## Work required
From the entries below, please output exactly the lines starting at the one containing "Duration::from_millis(self.request_timeout_ms)" and ending at the one containing "let config = Config::default();", both included.

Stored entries
*-*-*
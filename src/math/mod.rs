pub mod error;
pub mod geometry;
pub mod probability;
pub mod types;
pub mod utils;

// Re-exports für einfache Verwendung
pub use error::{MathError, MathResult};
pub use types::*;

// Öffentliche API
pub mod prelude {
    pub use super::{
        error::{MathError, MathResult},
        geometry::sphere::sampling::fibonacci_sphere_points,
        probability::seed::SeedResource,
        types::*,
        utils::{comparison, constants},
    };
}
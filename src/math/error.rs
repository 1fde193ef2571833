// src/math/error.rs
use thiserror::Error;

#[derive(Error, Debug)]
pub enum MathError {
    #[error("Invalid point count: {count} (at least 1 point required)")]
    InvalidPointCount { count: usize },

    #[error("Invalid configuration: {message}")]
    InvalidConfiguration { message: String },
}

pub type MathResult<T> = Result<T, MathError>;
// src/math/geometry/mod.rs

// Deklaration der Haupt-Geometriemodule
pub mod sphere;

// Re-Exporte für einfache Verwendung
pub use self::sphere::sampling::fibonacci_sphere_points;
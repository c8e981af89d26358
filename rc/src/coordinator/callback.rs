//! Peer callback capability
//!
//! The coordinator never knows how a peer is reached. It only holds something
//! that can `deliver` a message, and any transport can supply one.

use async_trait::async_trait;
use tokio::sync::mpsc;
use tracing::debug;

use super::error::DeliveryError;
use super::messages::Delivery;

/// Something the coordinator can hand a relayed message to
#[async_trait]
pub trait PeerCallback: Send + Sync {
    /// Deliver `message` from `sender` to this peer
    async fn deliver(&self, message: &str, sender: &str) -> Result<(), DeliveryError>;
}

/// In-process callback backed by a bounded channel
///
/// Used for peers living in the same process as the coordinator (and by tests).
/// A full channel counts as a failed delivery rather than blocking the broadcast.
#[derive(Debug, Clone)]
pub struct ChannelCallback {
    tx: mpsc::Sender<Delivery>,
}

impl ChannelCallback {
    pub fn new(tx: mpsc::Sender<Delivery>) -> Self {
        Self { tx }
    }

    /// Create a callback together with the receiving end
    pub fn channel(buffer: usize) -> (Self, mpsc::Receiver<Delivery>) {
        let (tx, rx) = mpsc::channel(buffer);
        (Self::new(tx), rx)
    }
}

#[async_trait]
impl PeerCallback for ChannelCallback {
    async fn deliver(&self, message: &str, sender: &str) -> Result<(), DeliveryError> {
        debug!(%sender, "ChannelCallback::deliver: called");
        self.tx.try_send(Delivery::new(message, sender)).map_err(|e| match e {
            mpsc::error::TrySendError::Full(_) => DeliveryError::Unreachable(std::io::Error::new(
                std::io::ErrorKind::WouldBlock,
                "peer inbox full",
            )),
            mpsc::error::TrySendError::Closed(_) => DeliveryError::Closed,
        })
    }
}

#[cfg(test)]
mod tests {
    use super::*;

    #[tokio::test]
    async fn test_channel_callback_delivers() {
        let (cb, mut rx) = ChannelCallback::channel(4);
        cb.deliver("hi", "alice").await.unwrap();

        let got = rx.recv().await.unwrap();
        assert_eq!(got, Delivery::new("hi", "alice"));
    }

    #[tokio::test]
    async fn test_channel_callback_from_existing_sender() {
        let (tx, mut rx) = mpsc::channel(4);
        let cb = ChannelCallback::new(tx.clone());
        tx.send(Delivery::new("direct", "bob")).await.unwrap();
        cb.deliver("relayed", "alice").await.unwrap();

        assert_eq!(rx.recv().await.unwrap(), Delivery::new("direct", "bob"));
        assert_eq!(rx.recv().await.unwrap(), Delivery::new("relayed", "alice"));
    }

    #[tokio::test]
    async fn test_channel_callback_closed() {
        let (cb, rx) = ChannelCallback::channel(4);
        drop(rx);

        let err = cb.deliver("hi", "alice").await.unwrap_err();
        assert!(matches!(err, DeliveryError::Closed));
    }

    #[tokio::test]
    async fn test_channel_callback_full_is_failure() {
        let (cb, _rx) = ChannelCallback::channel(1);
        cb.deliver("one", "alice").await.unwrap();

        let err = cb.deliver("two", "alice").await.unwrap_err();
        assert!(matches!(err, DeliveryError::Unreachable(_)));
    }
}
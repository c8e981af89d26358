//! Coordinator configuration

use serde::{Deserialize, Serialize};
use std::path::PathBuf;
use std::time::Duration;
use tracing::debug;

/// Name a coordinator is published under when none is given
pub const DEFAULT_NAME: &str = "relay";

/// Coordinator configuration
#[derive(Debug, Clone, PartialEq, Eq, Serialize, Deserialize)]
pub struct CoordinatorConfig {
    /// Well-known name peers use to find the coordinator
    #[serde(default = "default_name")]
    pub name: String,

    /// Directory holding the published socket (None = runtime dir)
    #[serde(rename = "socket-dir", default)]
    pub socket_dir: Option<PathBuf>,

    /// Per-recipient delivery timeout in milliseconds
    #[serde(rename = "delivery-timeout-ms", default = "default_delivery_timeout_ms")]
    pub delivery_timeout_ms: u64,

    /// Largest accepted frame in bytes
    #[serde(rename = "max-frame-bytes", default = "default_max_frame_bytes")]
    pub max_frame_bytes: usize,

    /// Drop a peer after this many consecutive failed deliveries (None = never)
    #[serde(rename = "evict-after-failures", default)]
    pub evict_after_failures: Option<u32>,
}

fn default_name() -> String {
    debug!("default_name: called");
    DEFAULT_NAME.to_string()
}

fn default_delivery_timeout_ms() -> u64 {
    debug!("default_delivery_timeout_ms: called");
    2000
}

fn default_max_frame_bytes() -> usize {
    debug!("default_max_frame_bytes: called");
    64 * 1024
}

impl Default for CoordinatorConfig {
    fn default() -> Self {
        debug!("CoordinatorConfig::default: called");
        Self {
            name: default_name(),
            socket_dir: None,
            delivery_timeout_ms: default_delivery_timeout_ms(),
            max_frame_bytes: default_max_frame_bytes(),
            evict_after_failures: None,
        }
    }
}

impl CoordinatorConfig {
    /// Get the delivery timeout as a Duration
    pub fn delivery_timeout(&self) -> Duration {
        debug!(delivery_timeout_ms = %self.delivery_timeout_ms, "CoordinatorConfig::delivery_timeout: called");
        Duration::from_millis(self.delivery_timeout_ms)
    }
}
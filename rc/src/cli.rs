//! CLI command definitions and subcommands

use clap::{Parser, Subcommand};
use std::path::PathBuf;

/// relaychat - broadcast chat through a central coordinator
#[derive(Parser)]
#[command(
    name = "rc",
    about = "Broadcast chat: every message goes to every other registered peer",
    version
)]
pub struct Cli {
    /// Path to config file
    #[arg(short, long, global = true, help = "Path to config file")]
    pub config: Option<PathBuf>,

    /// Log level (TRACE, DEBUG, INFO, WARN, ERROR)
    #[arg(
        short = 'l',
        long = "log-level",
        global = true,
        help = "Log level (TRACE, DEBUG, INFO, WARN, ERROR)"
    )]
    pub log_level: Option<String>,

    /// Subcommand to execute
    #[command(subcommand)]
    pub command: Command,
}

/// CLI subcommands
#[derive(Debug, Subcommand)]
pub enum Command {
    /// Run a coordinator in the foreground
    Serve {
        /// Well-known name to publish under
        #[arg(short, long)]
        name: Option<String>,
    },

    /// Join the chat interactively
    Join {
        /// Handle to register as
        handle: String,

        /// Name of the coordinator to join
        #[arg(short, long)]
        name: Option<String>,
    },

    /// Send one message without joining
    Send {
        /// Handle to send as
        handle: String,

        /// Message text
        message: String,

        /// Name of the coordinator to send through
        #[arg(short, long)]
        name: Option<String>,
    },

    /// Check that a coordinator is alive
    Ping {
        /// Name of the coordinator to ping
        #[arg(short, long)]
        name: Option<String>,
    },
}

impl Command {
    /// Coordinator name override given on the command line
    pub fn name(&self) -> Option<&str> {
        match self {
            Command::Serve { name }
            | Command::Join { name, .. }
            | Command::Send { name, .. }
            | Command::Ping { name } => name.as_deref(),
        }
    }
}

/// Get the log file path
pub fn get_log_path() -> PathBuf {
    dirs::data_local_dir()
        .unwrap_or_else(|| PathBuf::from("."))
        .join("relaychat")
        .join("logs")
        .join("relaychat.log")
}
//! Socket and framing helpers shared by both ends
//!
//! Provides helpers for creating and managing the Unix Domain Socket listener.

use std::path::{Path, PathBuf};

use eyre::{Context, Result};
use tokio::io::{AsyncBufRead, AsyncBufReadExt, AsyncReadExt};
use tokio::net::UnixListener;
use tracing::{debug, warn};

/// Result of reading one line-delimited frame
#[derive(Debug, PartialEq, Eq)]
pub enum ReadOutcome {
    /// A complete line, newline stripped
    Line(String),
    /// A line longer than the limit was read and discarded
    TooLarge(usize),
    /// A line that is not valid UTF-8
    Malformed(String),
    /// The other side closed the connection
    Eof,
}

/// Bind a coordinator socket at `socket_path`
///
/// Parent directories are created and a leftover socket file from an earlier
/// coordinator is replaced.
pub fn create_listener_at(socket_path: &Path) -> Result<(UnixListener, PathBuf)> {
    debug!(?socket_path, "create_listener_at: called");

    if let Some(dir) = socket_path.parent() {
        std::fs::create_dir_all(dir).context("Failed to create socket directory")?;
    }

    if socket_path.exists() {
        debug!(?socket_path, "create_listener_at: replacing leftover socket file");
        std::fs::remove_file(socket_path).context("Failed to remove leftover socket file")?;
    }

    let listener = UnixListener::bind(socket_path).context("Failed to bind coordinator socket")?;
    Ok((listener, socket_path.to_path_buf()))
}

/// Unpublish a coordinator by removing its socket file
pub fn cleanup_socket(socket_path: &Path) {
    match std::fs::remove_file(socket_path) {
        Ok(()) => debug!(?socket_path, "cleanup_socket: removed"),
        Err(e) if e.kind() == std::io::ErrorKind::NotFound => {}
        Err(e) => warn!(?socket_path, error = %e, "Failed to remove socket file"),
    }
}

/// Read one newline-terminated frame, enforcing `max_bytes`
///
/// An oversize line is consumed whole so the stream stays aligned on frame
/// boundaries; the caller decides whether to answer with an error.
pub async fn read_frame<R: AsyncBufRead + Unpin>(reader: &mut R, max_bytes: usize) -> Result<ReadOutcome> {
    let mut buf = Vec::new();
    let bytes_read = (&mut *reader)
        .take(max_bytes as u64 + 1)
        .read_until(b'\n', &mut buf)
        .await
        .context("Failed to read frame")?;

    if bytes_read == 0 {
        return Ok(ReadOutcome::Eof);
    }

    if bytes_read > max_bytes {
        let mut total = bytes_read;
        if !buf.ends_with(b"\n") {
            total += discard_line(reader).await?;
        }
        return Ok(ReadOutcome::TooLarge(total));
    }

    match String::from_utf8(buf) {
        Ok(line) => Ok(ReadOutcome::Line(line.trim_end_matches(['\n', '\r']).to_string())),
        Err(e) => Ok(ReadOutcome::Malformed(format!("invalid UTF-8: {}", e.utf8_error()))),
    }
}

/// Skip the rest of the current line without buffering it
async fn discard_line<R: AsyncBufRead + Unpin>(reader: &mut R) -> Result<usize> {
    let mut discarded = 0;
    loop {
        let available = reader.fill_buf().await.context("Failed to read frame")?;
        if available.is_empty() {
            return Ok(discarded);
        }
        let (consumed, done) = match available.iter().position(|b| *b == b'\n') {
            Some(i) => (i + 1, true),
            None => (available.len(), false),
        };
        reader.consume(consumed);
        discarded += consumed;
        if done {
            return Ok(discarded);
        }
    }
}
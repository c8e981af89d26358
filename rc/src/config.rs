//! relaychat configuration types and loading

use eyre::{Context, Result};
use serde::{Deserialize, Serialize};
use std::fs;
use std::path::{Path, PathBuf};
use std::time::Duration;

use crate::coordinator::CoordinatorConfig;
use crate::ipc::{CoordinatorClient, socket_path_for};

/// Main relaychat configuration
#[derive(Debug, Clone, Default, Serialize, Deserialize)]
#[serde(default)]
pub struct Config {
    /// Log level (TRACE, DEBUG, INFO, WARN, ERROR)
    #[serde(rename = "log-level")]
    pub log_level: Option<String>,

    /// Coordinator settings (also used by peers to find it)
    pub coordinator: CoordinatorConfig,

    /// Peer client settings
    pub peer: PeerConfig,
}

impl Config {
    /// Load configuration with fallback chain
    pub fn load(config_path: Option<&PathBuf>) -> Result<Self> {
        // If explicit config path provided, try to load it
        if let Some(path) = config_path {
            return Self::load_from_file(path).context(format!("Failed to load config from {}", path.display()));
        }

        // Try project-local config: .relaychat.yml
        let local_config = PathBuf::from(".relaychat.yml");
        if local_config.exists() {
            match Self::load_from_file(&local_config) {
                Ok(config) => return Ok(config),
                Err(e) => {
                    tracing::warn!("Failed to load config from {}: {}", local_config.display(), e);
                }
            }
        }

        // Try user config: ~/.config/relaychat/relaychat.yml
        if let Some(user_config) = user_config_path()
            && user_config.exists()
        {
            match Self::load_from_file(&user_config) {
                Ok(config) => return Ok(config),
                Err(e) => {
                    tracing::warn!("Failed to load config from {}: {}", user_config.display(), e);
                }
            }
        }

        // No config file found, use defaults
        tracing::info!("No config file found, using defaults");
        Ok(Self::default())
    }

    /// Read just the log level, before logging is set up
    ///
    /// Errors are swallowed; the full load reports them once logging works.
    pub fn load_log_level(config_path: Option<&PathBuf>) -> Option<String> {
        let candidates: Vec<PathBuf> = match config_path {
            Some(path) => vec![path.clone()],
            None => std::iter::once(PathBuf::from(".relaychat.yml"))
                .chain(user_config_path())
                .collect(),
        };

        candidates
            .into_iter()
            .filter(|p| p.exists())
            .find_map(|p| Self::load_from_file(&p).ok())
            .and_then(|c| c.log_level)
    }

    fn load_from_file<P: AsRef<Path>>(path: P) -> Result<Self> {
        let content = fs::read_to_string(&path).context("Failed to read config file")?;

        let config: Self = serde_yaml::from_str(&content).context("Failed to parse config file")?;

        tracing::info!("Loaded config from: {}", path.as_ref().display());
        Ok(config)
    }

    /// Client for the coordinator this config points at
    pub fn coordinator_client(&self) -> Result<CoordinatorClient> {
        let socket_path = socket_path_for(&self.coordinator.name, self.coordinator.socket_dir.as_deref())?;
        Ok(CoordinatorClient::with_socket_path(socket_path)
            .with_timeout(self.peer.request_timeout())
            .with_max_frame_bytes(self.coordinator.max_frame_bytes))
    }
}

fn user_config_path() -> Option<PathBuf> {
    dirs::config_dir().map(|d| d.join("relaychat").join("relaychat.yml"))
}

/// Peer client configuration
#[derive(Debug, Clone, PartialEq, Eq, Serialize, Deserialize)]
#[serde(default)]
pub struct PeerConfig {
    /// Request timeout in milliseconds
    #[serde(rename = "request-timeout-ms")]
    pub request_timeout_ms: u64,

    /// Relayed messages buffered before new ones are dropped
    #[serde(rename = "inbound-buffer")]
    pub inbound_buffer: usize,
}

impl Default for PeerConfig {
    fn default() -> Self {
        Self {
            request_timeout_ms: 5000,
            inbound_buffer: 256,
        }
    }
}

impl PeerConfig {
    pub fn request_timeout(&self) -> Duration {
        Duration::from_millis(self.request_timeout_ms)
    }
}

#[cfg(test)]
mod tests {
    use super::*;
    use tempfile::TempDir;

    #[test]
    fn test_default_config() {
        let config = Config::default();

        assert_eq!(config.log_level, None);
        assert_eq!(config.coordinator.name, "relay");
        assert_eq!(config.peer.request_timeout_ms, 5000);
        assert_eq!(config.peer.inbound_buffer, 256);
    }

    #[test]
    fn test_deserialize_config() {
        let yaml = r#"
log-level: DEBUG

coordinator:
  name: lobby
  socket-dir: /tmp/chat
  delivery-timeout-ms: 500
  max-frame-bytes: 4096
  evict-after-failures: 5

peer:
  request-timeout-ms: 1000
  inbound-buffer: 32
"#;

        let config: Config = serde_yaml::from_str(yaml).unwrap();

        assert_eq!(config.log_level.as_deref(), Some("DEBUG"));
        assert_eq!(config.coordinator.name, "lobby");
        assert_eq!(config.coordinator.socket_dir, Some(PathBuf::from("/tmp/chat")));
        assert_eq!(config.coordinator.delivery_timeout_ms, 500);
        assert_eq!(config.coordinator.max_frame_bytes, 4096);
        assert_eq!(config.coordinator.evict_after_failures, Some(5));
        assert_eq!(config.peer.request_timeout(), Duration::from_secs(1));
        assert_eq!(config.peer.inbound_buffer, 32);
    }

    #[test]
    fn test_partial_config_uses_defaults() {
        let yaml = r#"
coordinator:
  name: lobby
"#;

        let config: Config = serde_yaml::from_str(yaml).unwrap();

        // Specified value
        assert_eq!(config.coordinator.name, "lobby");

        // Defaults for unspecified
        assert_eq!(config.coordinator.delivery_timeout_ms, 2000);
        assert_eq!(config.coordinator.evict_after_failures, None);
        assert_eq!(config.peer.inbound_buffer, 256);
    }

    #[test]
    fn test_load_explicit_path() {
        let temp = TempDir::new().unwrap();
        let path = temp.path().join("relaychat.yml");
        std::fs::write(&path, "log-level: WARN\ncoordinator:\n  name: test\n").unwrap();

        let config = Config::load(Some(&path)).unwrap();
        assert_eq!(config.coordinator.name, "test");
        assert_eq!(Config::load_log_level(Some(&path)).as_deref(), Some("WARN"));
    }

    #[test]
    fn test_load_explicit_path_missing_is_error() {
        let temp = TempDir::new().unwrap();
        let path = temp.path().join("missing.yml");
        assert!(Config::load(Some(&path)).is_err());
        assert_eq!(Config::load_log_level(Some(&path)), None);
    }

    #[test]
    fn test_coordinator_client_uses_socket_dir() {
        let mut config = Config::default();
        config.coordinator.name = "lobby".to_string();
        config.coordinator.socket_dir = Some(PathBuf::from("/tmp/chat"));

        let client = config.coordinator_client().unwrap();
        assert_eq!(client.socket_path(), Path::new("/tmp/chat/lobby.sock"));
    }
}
*-*-*
## Response below
        Duration::from_millis(self.request_timeout_ms)
    }
}

#[cfg(test)]
mod tests {
    use super::*;
    use tempfile::TempDir;

    #[test]
    fn test_default_config() {
        let config = Config::default();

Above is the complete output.